Murine intrinsic genes and subtypes

After removing technical replicates, the dataset was filtered to probes with at least three observations with an absolute log2 expression value >3 using Gene Cluster 3.0 [56], which included 908 probes (899 genes). Hierarchical clustering was performed with this unsupervised probe list using centroid linkage and was viewed with Java Treeview v1.1.5r2 [57]. Potential ‘intrinsic groups’ of murine samples were defined as any set of samples/arrays within this hierarchical cluster that had a Pearson correlation value of 0.65 or greater [31]. Using these defined groups (42 total), an ‘intrinsic gene list’ of 1,855 probes (1,841 genes) was identified with Intrinsic Gene Identifier v1.0 (Max Diehn/Stanford University) by using a cutoff of one standard deviation below the mean intrinsic gene value [31] (Table S2 in Additional file 1).

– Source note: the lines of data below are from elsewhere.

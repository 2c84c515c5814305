// src/settings.rs
//! Layered runtime configuration.
//!
//! Sources, later ones winning:
//! 1. built-in defaults
//! 2. optional `cert-anchor.toml` (or any format `config` recognises) in the working directory
//! 3. `ANCHOR_*` environment variables, e.g. `ANCHOR_RPC_URL`, `ANCHOR_SCAN_WINDOW`
//!
//! `main` loads `.env` with `dotenv` before calling [`Settings::load`], so
//! variables defined there take part as environment variables.

use crate::blockchain::identity::{IdentityProvider, PrivateKeyIdentity};
use crate::blockchain::ledger_client::ConfirmationPolicy;
use crate::error::{AnchorError, AnchorResult};
use crate::services::registrar::{AnchorMode, WaitPolicy};
use crate::services::scanner::ScanOptions;
use config::builder::DefaultState;
use config::{Config, ConfigBuilder, ConfigError, Environment, File};
use ethers_core::types::Address;
use serde::Deserialize;
use std::fmt;
use std::net::SocketAddr;
use std::sync::Arc;
use std::time::Duration;

const CONFIG_FILE: &str = "cert-anchor";
const ENV_PREFIX: &str = "ANCHOR";

#[derive(Clone, Deserialize)]
pub struct Settings {
    pub rpc_url: String,
    /// Hex private key; absent for verify-only deployments
    #[serde(default)]
    pub private_key: Option<String>,
    /// Record contract address; absent selects raw-payload anchoring
    #[serde(default)]
    pub record_contract: Option<String>,
    pub scan_window: u64,
    pub scan_concurrency: usize,
    pub fetch_retries: u32,
    pub retry_backoff_ms: u64,
    pub scan_deadline_ms: u64,
    pub wait_for_confirmation: bool,
    pub confirmations: u64,
    pub confirmation_timeout_ms: u64,
    pub poll_interval_ms: u64,
    pub request_timeout_ms: u64,
    pub require_pdf: bool,
    pub dedupe_registrations: bool,
    pub bind_addr: String,
}

impl Settings {
    /// Loads settings from defaults, the optional config file and the environment.
    pub fn load() -> AnchorResult<Self> {
        let config = Self::defaults()
            .and_then(|builder| {
                builder
                    .add_source(File::with_name(CONFIG_FILE).required(false))
                    .add_source(Environment::with_prefix(ENV_PREFIX))
                    .build()
            })
            .map_err(config_error)?;
        Self::from_config(config)
    }

    /// Builder pre-populated with every default.
    pub fn defaults() -> Result<ConfigBuilder<DefaultState>, ConfigError> {
        Config::builder()
            .set_default("rpc_url", "http://127.0.0.1:8545")?
            .set_default("scan_window", 1000_i64)?
            .set_default("scan_concurrency", 8_i64)?
            .set_default("fetch_retries", 2_i64)?
            .set_default("retry_backoff_ms", 250_i64)?
            .set_default("scan_deadline_ms", 30_000_i64)?
            .set_default("wait_for_confirmation", true)?
            .set_default("confirmations", 1_i64)?
            .set_default("confirmation_timeout_ms", 120_000_i64)?
            .set_default("poll_interval_ms", 2_000_i64)?
            .set_default("request_timeout_ms", 15_000_i64)?
            .set_default("require_pdf", false)?
            .set_default("dedupe_registrations", true)?
            .set_default("bind_addr", "127.0.0.1:3000")
    }

    pub fn from_config(config: Config) -> AnchorResult<Self> {
        config.try_deserialize().map_err(config_error)
    }

    /// Record-contract mode when an address is configured, raw-payload mode otherwise.
    pub fn anchor_mode(&self) -> AnchorResult<AnchorMode> {
        match self.record_contract.as_deref().map(str::trim) {
            None | Some("") => Ok(AnchorMode::RawPayload),
            Some(address) => address
                .parse::<Address>()
                .map(AnchorMode::RecordContract)
                .map_err(|e| AnchorError::Input(format!("invalid record_contract {}: {}", address, e))),
        }
    }

    pub fn scan_options(&self) -> ScanOptions {
        ScanOptions {
            window: self.scan_window,
            concurrency: self.scan_concurrency,
            fetch_retries: self.fetch_retries,
            retry_backoff: Duration::from_millis(self.retry_backoff_ms),
            deadline: Duration::from_millis(self.scan_deadline_ms),
        }
    }

    pub fn wait_policy(&self) -> WaitPolicy {
        if !self.wait_for_confirmation {
            return WaitPolicy::Submitted;
        }
        WaitPolicy::Confirmed(ConfirmationPolicy {
            confirmations: self.confirmations,
            timeout: Duration::from_millis(self.confirmation_timeout_ms),
            poll_interval: Duration::from_millis(self.poll_interval_ms),
        })
    }

    pub fn request_timeout(&self) -> Duration {
        Duration::from_millis(self.request_timeout_ms)
    }

    /// Signer built from `private_key`, or `None` for a read-only engine.
    pub fn identity(&self) -> AnchorResult<Option<Arc<dyn IdentityProvider>>> {
        match self.private_key.as_deref().map(str::trim) {
            None | Some("") => Ok(None),
            Some(key) => {
                let identity: Arc<dyn IdentityProvider> = Arc::new(PrivateKeyIdentity::from_hex(key)?);
                Ok(Some(identity))
            }
        }
    }

    pub fn bind_addr(&self) -> AnchorResult<SocketAddr> {
        self.bind_addr
            .parse()
            .map_err(|e| AnchorError::Input(format!("invalid bind_addr {}: {}", self.bind_addr, e)))
    }
}

// Hand-written so the private key never reaches a log line.
impl fmt::Debug for Settings {
    fn fmt(&self, f: &mut fmt::Formatter<'_>) -> fmt::Result {
        f.debug_struct("Settings")
            .field("rpc_url", &self.rpc_url)
            .field("private_key", &self.private_key.as_ref().map(|_| "<redacted>"))
            .field("record_contract", &self.record_contract)
            .field("scan_window", &self.scan_window)
            .field("scan_concurrency", &self.scan_concurrency)
            .field("fetch_retries", &self.fetch_retries)
            .field("scan_deadline_ms", &self.scan_deadline_ms)
            .field("wait_for_confirmation", &self.wait_for_confirmation)
            .field("confirmations", &self.confirmations)
            .field("require_pdf", &self.require_pdf)
            .field("dedupe_registrations", &self.dedupe_registrations)
            .field("bind_addr", &self.bind_addr)
            .finish_non_exhaustive()
    }
}

fn config_error(e: ConfigError) -> AnchorError {
    AnchorError::Input(format!("configuration: {}", e))
}
// src/models/mod.rs
//! Data structures shared by the ledger, contract and service layers.

pub mod certificate;
pub mod fingerprint;
pub mod ledger;
pub mod outcome;
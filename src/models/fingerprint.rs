// src/models/fingerprint.rs
//! Document fingerprint: the identity of a document on the ledger.
//!
//! A fingerprint is a 256-bit digest held as 64 lowercase hex characters.
//! Parsing accepts an optional `0x` prefix and any letter case, so values
//! copied from explorers, wallets or contract storage all compare equal.

use crate::error::{AnchorError, AnchorResult};
use ethers_core::utils::hex;
use serde::{Deserialize, Serialize};
use std::fmt;
use std::str::FromStr;

/// Length of the digest in bytes.
pub const FINGERPRINT_BYTES: usize = 32;

/// Lowercase hex SHA-256 digest of a document.
#[derive(Clone, Debug, PartialEq, Eq, Hash, PartialOrd, Ord, Serialize, Deserialize)]
#[serde(try_from = "String", into = "String")]
pub struct Fingerprint(String);

impl Fingerprint {
    /// Builds a fingerprint from raw digest bytes.
    pub fn from_digest(digest: [u8; FINGERPRINT_BYTES]) -> Self {
        Fingerprint(hex::encode(digest))
    }

    /// Parses a hex fingerprint, with or without `0x`, in any case.
    ///
    /// # Errors
    /// `AnchorError::Input` unless the value is exactly 64 hex digits.
    pub fn parse(value: &str) -> AnchorResult<Self> {
        let trimmed = value.trim();
        let digits = trimmed
            .strip_prefix("0x")
            .or_else(|| trimmed.strip_prefix("0X"))
            .unwrap_or(trimmed);

        if digits.len() != FINGERPRINT_BYTES * 2 {
            return Err(AnchorError::Input(format!(
                "fingerprint must be {} hex digits, got {}",
                FINGERPRINT_BYTES * 2,
                digits.len()
            )));
        }
        if !digits.chars().all(|c| c.is_ascii_hexdigit()) {
            return Err(AnchorError::Input(format!("fingerprint is not hex: {}", value)));
        }

        Ok(Fingerprint(digits.to_ascii_lowercase()))
    }

    /// Bare lowercase hex digits.
    pub fn as_hex(&self) -> &str {
        &self.0
    }

    /// Hex digits with the `0x` marker used for ledger data.
    pub fn to_prefixed(&self) -> String {
        format!("0x{}", self.0)
    }

    /// Raw digest, as stored in a `bytes32` contract slot.
    pub fn to_bytes32(&self) -> [u8; FINGERPRINT_BYTES] {
        let mut out = [0u8; FINGERPRINT_BYTES];
        // Construction guarantees 64 valid hex digits, so decoding cannot fail.
        hex::decode_to_slice(&self.0, &mut out).map(|_| out).unwrap_or_default()
    }

    /// Whether a transaction payload carries this fingerprint.
    ///
    /// Matches when the hex rendering of the payload contains the digest
    /// (payload is exactly the digest, or embeds it among ABI fields), or when
    /// the payload is text that contains the hex digest in any case.
    pub fn appears_in(&self, payload: &[u8]) -> bool {
        if payload.is_empty() {
            return false;
        }
        if hex::encode(payload).contains(self.0.as_str()) {
            return true;
        }
        payload.len() >= self.0.len()
            && payload
                .to_ascii_lowercase()
                .windows(self.0.len())
                .any(|window| window == self.0.as_bytes())
    }
}

impl fmt::Display for Fingerprint {
    fn fmt(&self, f: &mut fmt::Formatter<'_>) -> fmt::Result {
        write!(f, "0x{}", self.0)
    }
}

impl FromStr for Fingerprint {
    type Err = AnchorError;

    fn from_str(s: &str) -> Result<Self, Self::Err> {
        Fingerprint::parse(s)
    }
}

impl TryFrom<String> for Fingerprint {
    type Error = AnchorError;

    fn try_from(value: String) -> Result<Self, Self::Error> {
        Fingerprint::parse(&value)
    }
}

impl From<Fingerprint> for String {
    fn from(fingerprint: Fingerprint) -> Self {
        fingerprint.to_prefixed()
    }
}
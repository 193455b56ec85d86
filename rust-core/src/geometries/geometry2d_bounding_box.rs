// 2D bounding box module: axis-aligned bounds for every shape kind
// Lines and rays produce boxes with infinite extents along their direction.

use nalgebra::Vector2;

use crate::config::GeometryConfig;
use crate::geometries::geometry2d::Rectangle;
use crate::geometries::point::Point;

/// 2D axis-aligned bounding box
///
/// Stored as minimum and maximum corners so that unbounded shapes can carry
/// infinite extents without producing NaN widths.
#[derive(Debug, Clone, Copy, PartialEq)]
pub struct BoundingBox2D {
    /// Minimum corner (top-left in screen space)
    pub min: Vector2<f64>,
    /// Maximum corner
    pub max: Vector2<f64>,
}

impl BoundingBox2D {
    /// Create a new bounding box from minimum and maximum corners
    ///
    /// # Panics
    /// In debug builds, if any min coordinate exceeds the matching max coordinate
    pub fn new(min: Vector2<f64>, max: Vector2<f64>) -> Self {
        debug_assert!(min.x <= max.x && min.y <= max.y,
                     "Minimum coordinates must be less than or equal to maximum coordinates");
        Self { min, max }
    }

    /// Degenerate box holding a single point
    pub fn from_point(p: Point) -> Self {
        Self { min: p, max: p }
    }

    /// Create a bounding box from a collection of points
    ///
    /// # Returns
    /// * `Some(BoundingBox2D)` if there are points to bound
    /// * `None` if the iterator is empty
    pub fn from_points<I>(points: I) -> Option<Self>
    where
        I: IntoIterator<Item = Point>,
    {
        let mut points_iter = points.into_iter();
        let first_point = points_iter.next()?;

        let mut min = first_point;
        let mut max = first_point;

        for point in points_iter {
            min.x = min.x.min(point.x);
            min.y = min.y.min(point.y);
            max.x = max.x.max(point.x);
            max.y = max.y.max(point.y);
        }

        Some(Self { min, max })
    }

    /// Closed containment test, tolerant of points on the boundary
    pub fn contains(&self, point: Point, config: &GeometryConfig) -> bool {
        config.le(self.min.x, point.x) && config.le(point.x, self.max.x) &&
        config.le(self.min.y, point.y) && config.le(point.y, self.max.y)
    }

    /// `true` if the boxes share any point, boundaries included
    pub fn intersects(&self, other: &BoundingBox2D) -> bool {
        self.min.x <= other.max.x && self.max.x >= other.min.x &&
        self.min.y <= other.max.y && self.max.y >= other.min.y
    }

    /// `true` only for a positive-area overlap; touching edges do not count
    pub fn overlaps(&self, other: &BoundingBox2D, config: &GeometryConfig) -> bool {
        config.lt(self.min.x, other.max.x) && config.lt(other.min.x, self.max.x) &&
        config.lt(self.min.y, other.max.y) && config.lt(other.min.y, self.max.y)
    }

    /// Smallest box containing both
    pub fn union(&self, other: &BoundingBox2D) -> BoundingBox2D {
        BoundingBox2D {
            min: Vector2::new(
                self.min.x.min(other.min.x),
                self.min.y.min(other.min.y),
            ),
            max: Vector2::new(
                self.max.x.max(other.max.x),
                self.max.y.max(other.max.y),
            ),
        }
    }

    pub fn center(&self) -> Point {
        (self.min + self.max) / 2.0
    }

    pub fn width(&self) -> f64 {
        self.max.x - self.min.x
    }

    pub fn height(&self) -> f64 {
        self.max.y - self.min.y
    }

    /// Half the diagonal: radius of the circle through all four corners
    pub fn circumradius(&self) -> f64 {
        (self.max - self.min).norm() / 2.0
    }

    /// Grow by `margin` in every direction
    pub fn expand(&self, margin: f64) -> BoundingBox2D {
        let margin_vec = Vector2::new(margin, margin);
        BoundingBox2D {
            min: self.min - margin_vec,
            max: self.max + margin_vec,
        }
    }

    pub fn translate(&self, offset: Point) -> BoundingBox2D {
        BoundingBox2D {
            min: self.min + offset,
            max: self.max + offset,
        }
    }

    /// Every extent is finite (false for boxes of lines and rays)
    pub fn is_finite(&self) -> bool {
        self.min.x.is_finite() && self.min.y.is_finite() &&
        self.max.x.is_finite() && self.max.y.is_finite()
    }

    /// The same region as an (x, y, w, h) rectangle
    ///
    /// Only meaningful for finite boxes; infinite extents give infinite width/height.
    pub fn to_rectangle(&self) -> Rectangle {
        Rectangle::new(self.min.x, self.min.y, self.width(), self.height())
    }
}

impl From<Rectangle> for BoundingBox2D {
    fn from(rect: Rectangle) -> Self {
        Self {
            min: Vector2::new(rect.x, rect.y),
            max: Vector2::new(rect.x + rect.w, rect.y + rect.h),
        }
    }
}

impl Default for BoundingBox2D {
    /// Empty box at the origin
    fn default() -> Self {
        Self {
            min: Vector2::zeros(),
            max: Vector2::zeros(),
        }
    }
}
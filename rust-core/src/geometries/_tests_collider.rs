#[cfg(test)]
mod _tests_collider {
    use super::super::collider::Collider;
    use super::super::geometry2d::{Circle, Rectangle};
    use super::super::point::point;
    use super::super::point_pair::PointPair;
    use super::super::shape::Shape;
    use approx::assert_relative_eq;

    fn unit_box() -> Shape {
        Shape::Rectangle(Rectangle::new(-1.0, -1.0, 2.0, 2.0))
    }

    #[test]
    fn test_bounds_follow_position() {
        let collider = Collider::at(unit_box(), point(10.0, 5.0));
        let bounds = collider.bounds();

        assert_eq!(bounds.min, point(9.0, 4.0));
        assert_eq!(bounds.max, point(11.0, 6.0));
        assert_eq!(collider.position(), point(10.0, 5.0));
        assert_eq!(collider.shape(), &unit_box());
    }

    #[test]
    fn test_recompute_bounds_moves_the_cache() {
        let mut collider = Collider::new(unit_box());
        assert_eq!(collider.bounds().min, point(-1.0, -1.0));

        collider.recompute_bounds(point(3.0, 0.0));
        assert_eq!(collider.position(), point(3.0, 0.0));
        assert_eq!(collider.bounds().min, point(2.0, -1.0));
        assert_eq!(collider.bounds().max, point(4.0, 1.0));
    }

    #[test]
    fn test_world_shape_is_translated() {
        let collider = Collider::at(Shape::Circle(Circle::new(point(1.0, 0.0), 2.0)), point(0.0, 4.0));
        match collider.world_shape() {
            Shape::Circle(circle) => {
                assert_eq!(circle.center, point(1.0, 4.0));
                assert_relative_eq!(circle.radius, 2.0);
            }
            other => panic!("Expected a circle, got {:?}", other),
        }
    }

    #[test]
    fn test_colliders_use_positions() {
        let a = Collider::at(unit_box(), point(0.0, 0.0));
        let near = Collider::at(unit_box(), point(1.5, 0.0));
        let touching = Collider::at(unit_box(), point(2.0, 0.0));
        let far = Collider::at(unit_box(), point(10.0, 0.0));

        assert!(a.collides_with(&near));
        assert!(near.collides_with(&a));
        assert!(!a.collides_with(&touching), "Rectangles sharing an edge do not collide");
        assert!(!a.collides_with(&far));
    }

    #[test]
    fn test_speculative_position() {
        let mover = Collider::at(Shape::Circle(Circle::new(point(0.0, 0.0), 1.0)), point(0.0, 0.0));
        let wall = Collider::at(Shape::Rectangle(Rectangle::new(0.0, 0.0, 1.0, 10.0)), point(5.0, 0.0));

        assert!(!mover.collides_with(&wall));
        assert!(mover.collides_with_at(&wall, point(4.0, 5.0)), "Circle touching the wall edge");
        assert!(!mover.collides_with_at(&wall, point(3.5, 5.0)));
        // The speculative query leaves the collider where it was
        assert_eq!(mover.position(), point(0.0, 0.0));
    }

    #[test]
    fn test_unbounded_colliders() {
        let line = Collider::new(Shape::Pair(PointPair::line(point(0.0, 0.0), point(1.0, 1.0))));
        let far_box = Collider::at(unit_box(), point(100.0, 100.0));
        let off_box = Collider::at(unit_box(), point(100.0, -100.0));

        assert!(!line.bounds().is_finite());
        assert!(line.collides_with(&far_box));
        assert!(far_box.collides_with(&line));
        assert!(!line.collides_with(&off_box));
    }

    #[test]
    fn test_intersections_in_world_space() {
        let collider = Collider::at(unit_box(), point(5.0, 0.0));
        let ray = PointPair::ray(point(0.0, 0.0), point(1.0, 0.0));
        let hits = collider.intersections(&ray);

        assert_eq!(hits.len(), 2);
        assert!(hits.iter().any(|p| (p - point(4.0, 0.0)).norm() < 1e-9));
        assert!(hits.iter().any(|p| (p - point(6.0, 0.0)).norm() < 1e-9));
    }
}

To identify significant murine ‘intrinsic subtypes’, the 385 sample dataset was clustered again using the 1,855 intrinsic probe list and SigClust [37] was used to identify groups of samples with a significant association to one another (P < 0.01) [32]. GEMM classes were defined as having at least five tumors and a SigClust P-value ≤0.01, yielding 17 classes. Class-specific probes/genes were determined using a two class (class X versus all other samples) SAM analysis (v3.11) [34, 58] (Tables S4 to S20 in Additional file 1).

Human and mouse intrinsic gene co-cluster

Prior to combining the two datasets, probes corresponding to orthologous gene IDs (as determined by the Mouse Genome Informatics of the Jackson Laboratory) were averaged for both the mouse and UNC308 human datasets. Using only orthologous genes found in both datasets (8,034 genes), each tumor and gene was standardized to have an average expression of zero and a standard deviation of one (N(0,1)) separately for each species. Then, the datasets were merged and each gene was median centered to obtain the final, normalized combined dataset. A merged intrinsic gene list was created by combining the 1,841 mouse intrinsic genes defined here and the 1,918 human intrinsic genes from Parker et al.[41] (3,310 unique genes in the combined gene set). An intrinsic gene set hierarchical co-cluster was performed using centroid linkage in Gene Cluster 3.0.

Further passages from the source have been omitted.